Let’s take a trip back in time. When we would all rush home from school, finish or push off all of our homework – that really foreshadowed what type of student and person we would be now. Waiting those six hours to finally be able to play our favorite games, between a basic tic-tac-toe at a diner or the fancier Wii games. Let’s take a look at the comparisons from games we cherished as children versus now.
Pokémon. There I said it. During our youth, waiting in the line at Walmart and having those packaged Pokémon cards glare at us and make us beg our parents to get them for us. The binders that we would carry to trade cards with our friends. We would battle our best and strongest Pokémon. This definitely triggered our strategic knowledge we know and use today. We shoved our binder in the corner of our bookshelf to collect dust when the Nintendo DS, then the Nintendo Switch came out. We are now able to battle, trade and play Pokémon for hours on end through the technology that has developed over the past few decades. Let’s be honest, we still hide our device under our pillow and pretend we are asleep when someone comes into our room.
Classic board games, ah nostalgia. “Chutes and Ladders”, “Apples to Apples”, “Guess Who”, even “Go Fish” and “Checkers”. The games that you could grab out of the game closet when you knew that your best friends were coming over for the night. They became “baby games” and evolved into “Sorry”, “Monopoly” and “Catan“. These games included strategy rather than just guessing all the time. This was our preteen years where losing meant the end of the world to that person who is overly competitive now.
Now in 2022, it is “Cards Against Humanity”. There are so many ways to play that game and it changes with every new member that enters. There are endless laughs that remind us of how easy it was to giggle at something, just like in “Guess Who”.

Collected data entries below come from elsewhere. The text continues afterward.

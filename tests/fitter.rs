//! Integration tests for single-spectrum fitting.

mod common;

use approx::assert_relative_eq;
use common::{fixed, freqs, init_logging, peak, settings, spectrum};
use ndarray::Array1;
use specparam_rs::lm::LmConfig;
use specparam_rs::synth::gen_power_spectrum;
use specparam_rs::utils::mean_absolute;
use specparam_rs::{
    BackgroundGuess, BackgroundMode, BackgroundParams, FitStage, FitState, SpecParamError,
    SpectrumFitter,
};

#[test]
fn test_pure_power_law() {
    init_logging();
    let power = spectrum(&fixed(0.0, 2.0), &[], 0.001, 1);

    let mut fitter = SpectrumFitter::new(settings().with_max_n_peaks(0)).unwrap();
    let results = fitter.fit(freqs().view(), power.view(), None).unwrap();

    assert!(results.peaks.is_empty());
    assert_relative_eq!(results.background.slope(), 2.0, epsilon = 0.05);
    assert_relative_eq!(results.background.offset(), 0.0, epsilon = 0.05);
    assert!(results.r_squared > 0.99, "r_squared = {}", results.r_squared);
}

#[test]
fn test_single_peak_recovered() {
    init_logging();
    let power = spectrum(&fixed(0.0, 2.0), &[peak(10.0, 0.5, 1.0)], 0.005, 2);

    let mut fitter = SpectrumFitter::new(settings()).unwrap();
    let results = fitter.fit(freqs().view(), power.view(), None).unwrap();

    assert_eq!(results.peaks.len(), 1, "peaks: {:?}", results.peaks);
    let found = results.peaks[0];
    assert_relative_eq!(found.center, 10.0, epsilon = 0.5);
    assert_relative_eq!(found.amplitude, 0.5, max_relative = 0.2);
    assert_relative_eq!(results.background.slope(), 2.0, epsilon = 0.05);
    assert_eq!(fitter.state(), FitState::Converged);
}

#[test]
fn test_peaks_sorted_and_separated() {
    init_logging();
    let peaks = [peak(25.0, 0.6, 2.0), peak(8.0, 0.4, 1.0)];
    let power = spectrum(&fixed(1.0, 1.5), &peaks, 0.0, 3);

    let settings = settings();
    let separation = settings.min_peak_separation;
    let mut fitter = SpectrumFitter::new(settings).unwrap();
    let results = fitter.fit(freqs().view(), power.view(), None).unwrap();

    assert_eq!(results.peaks.len(), 2);
    for pair in results.peaks.windows(2) {
        assert!(pair[0].center < pair[1].center);
        assert!(
            pair[0].center + separation * pair[0].width
                <= pair[1].center - separation * pair[1].width
        );
    }
    assert_relative_eq!(results.peaks[0].center, 8.0, epsilon = 0.1);
    assert_relative_eq!(results.peaks[1].center, 25.0, epsilon = 0.1);
}

#[test]
fn test_error_and_r_squared_match_model() {
    let power = spectrum(&fixed(0.5, 1.8), &[peak(12.0, 0.4, 1.5)], 0.02, 4);

    let mut fitter = SpectrumFitter::new(settings()).unwrap();
    let results = fitter.fit(freqs().view(), power.view(), None).unwrap().clone();

    let log_power = power.mapv(f64::log10);
    let residual = &log_power - &results.model(&freqs()).unwrap();

    assert_relative_eq!(results.error, mean_absolute(&residual), epsilon = 1e-12);
    let expected_r2 = 1.0 - residual.var(0.0) / log_power.var(0.0);
    assert_relative_eq!(results.r_squared, expected_r2, epsilon = 1e-12);
    assert!(results.r_squared > 0.0 && results.r_squared <= 1.0);
}

#[test]
fn test_flat_spectrum_scores_perfect_fit() {
    let power = Array1::from_elem(freqs().len(), 3.0);
    let mut fitter = SpectrumFitter::new(settings()).unwrap();
    let results = fitter.fit(freqs().view(), power.view(), None).unwrap();

    assert!(results.peaks.is_empty());
    assert_relative_eq!(results.background.offset(), 3f64.log10(), epsilon = 1e-12);
    assert_eq!(results.error, 0.0);
    assert_eq!(results.r_squared, 1.0);
}

#[test]
fn test_fit_is_deterministic() {
    let power = spectrum(&fixed(0.0, 1.2), &[peak(10.0, 0.5, 1.0), peak(30.0, 0.3, 2.5)], 0.02, 5);

    let mut first = SpectrumFitter::new(settings()).unwrap();
    let mut second = SpectrumFitter::new(settings()).unwrap();
    let a = first.fit(freqs().view(), power.view(), None).unwrap();
    let b = second.fit(freqs().view(), power.view(), None).unwrap();
    assert_eq!(a, b);
}

#[test]
fn test_refit_replaces_previous_result() {
    let mut fitter = SpectrumFitter::new(settings()).unwrap();

    let with_peak = spectrum(&fixed(0.0, 2.0), &[peak(10.0, 0.5, 1.0)], 0.0, 6);
    let without = spectrum(&fixed(0.0, 2.0), &[], 0.0, 6);

    assert_eq!(fitter.fit(freqs().view(), with_peak.view(), None).unwrap().n_peaks(), 1);
    assert_eq!(fitter.fit(freqs().view(), without.view(), None).unwrap().n_peaks(), 0);
}

#[test]
fn test_zero_or_negative_power_rejected() {
    let mut fitter = SpectrumFitter::new(settings()).unwrap();
    let mut power = spectrum(&fixed(0.0, 2.0), &[], 0.0, 7);

    power[10] = 0.0;
    assert!(matches!(
        fitter.fit(freqs().view(), power.view(), None),
        Err(SpecParamError::InvalidInput(_))
    ));

    power[10] = -1.0;
    assert!(matches!(
        fitter.fit(freqs().view(), power.view(), None),
        Err(SpecParamError::InvalidInput(_))
    ));
    assert_eq!(fitter.state(), FitState::Failed);
    assert!(fitter.results().is_none());
}

#[test]
fn test_frequency_range_restricts_fit() {
    let power = spectrum(&fixed(0.0, 2.0), &[peak(20.0, 0.5, 1.0)], 0.0, 8);
    let mut fitter = SpectrumFitter::new(settings()).unwrap();
    fitter.fit(freqs().view(), power.view(), Some((5.0, 35.0))).unwrap();

    let spectrum = fitter.spectrum().unwrap();
    assert_eq!(spectrum.freq_range(), (5.0, 35.0));
    assert_relative_eq!(spectrum.freq_res(), 0.25);
    assert_eq!(fitter.model().unwrap().len(), spectrum.len());
}

#[test]
fn test_knee_background() {
    init_logging();
    let background = BackgroundParams::Knee {
        offset: 2.0,
        knee: 8.0,
        slope: 2.0,
    };
    let freqs = Array1::linspace(1.0, 50.0, 197);
    let power = gen_power_spectrum(&freqs, &background, &[], 0.0, &mut common::rng(9)).unwrap();

    let settings = settings()
        .with_background_mode(BackgroundMode::Knee)
        .with_background_guess(BackgroundGuess {
            offset: None,
            knee: 5.0,
            slope: None,
        });
    let mut fitter = SpectrumFitter::new(settings).unwrap();
    let results = fitter.fit(freqs.view(), power.view(), None).unwrap();

    assert!(results.peaks.is_empty());
    assert_relative_eq!(results.background.slope(), 2.0, epsilon = 0.05);
    assert_relative_eq!(results.background.knee().unwrap(), 8.0, epsilon = 0.5);
}

#[test]
fn test_solver_budget_failure_names_stage() {
    let mut solver = LmConfig::default();
    solver.max_iterations = 1;
    let power = spectrum(&fixed(0.0, 2.0), &[], 0.0, 10);

    let mut fitter = SpectrumFitter::new(settings().with_solver(solver)).unwrap();
    match fitter.fit(freqs().view(), power.view(), None) {
        Err(SpecParamError::FitConvergence { stage, .. }) => {
            assert_eq!(stage, FitStage::InitialBackground)
        }
        other => panic!("expected a convergence failure, got {:?}", other),
    }
    assert_eq!(fitter.state(), FitState::Failed);
}

#[test]
fn test_too_short_spectrum_rejected() {
    let freqs = Array1::linspace(1.0, 10.0, 10);
    let power = Array1::ones(10);
    let mut fitter = SpectrumFitter::new(settings()).unwrap();

    assert!(matches!(
        fitter.fit(freqs.view(), power.view(), None),
        Err(SpecParamError::InvalidInput(_))
    ));
}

There are hundreds of games that we would even come up with on our own. Ghosts in the Graveyard, Man on Woodchips, and more that we would play during recess or even when it got a little too late and our parents would scream to have us come inside. Those were the easier days. The generation coming up will only know the days of Xbox when we had the basic old game of tag.
Maggie McInnis, ‘23, sums up the difference between the games we played then versus now: “Then, I loved sitting and playing games. Now, I’m going for blood.” We have definitely become more competitive with the games we play now. Even with online videogames, talking trash to someone halfway around the world. No matter if you’re still a lover of Jenga and Twister or a supporter of God of War or League of Legends; do what you love and go for blood while doing it.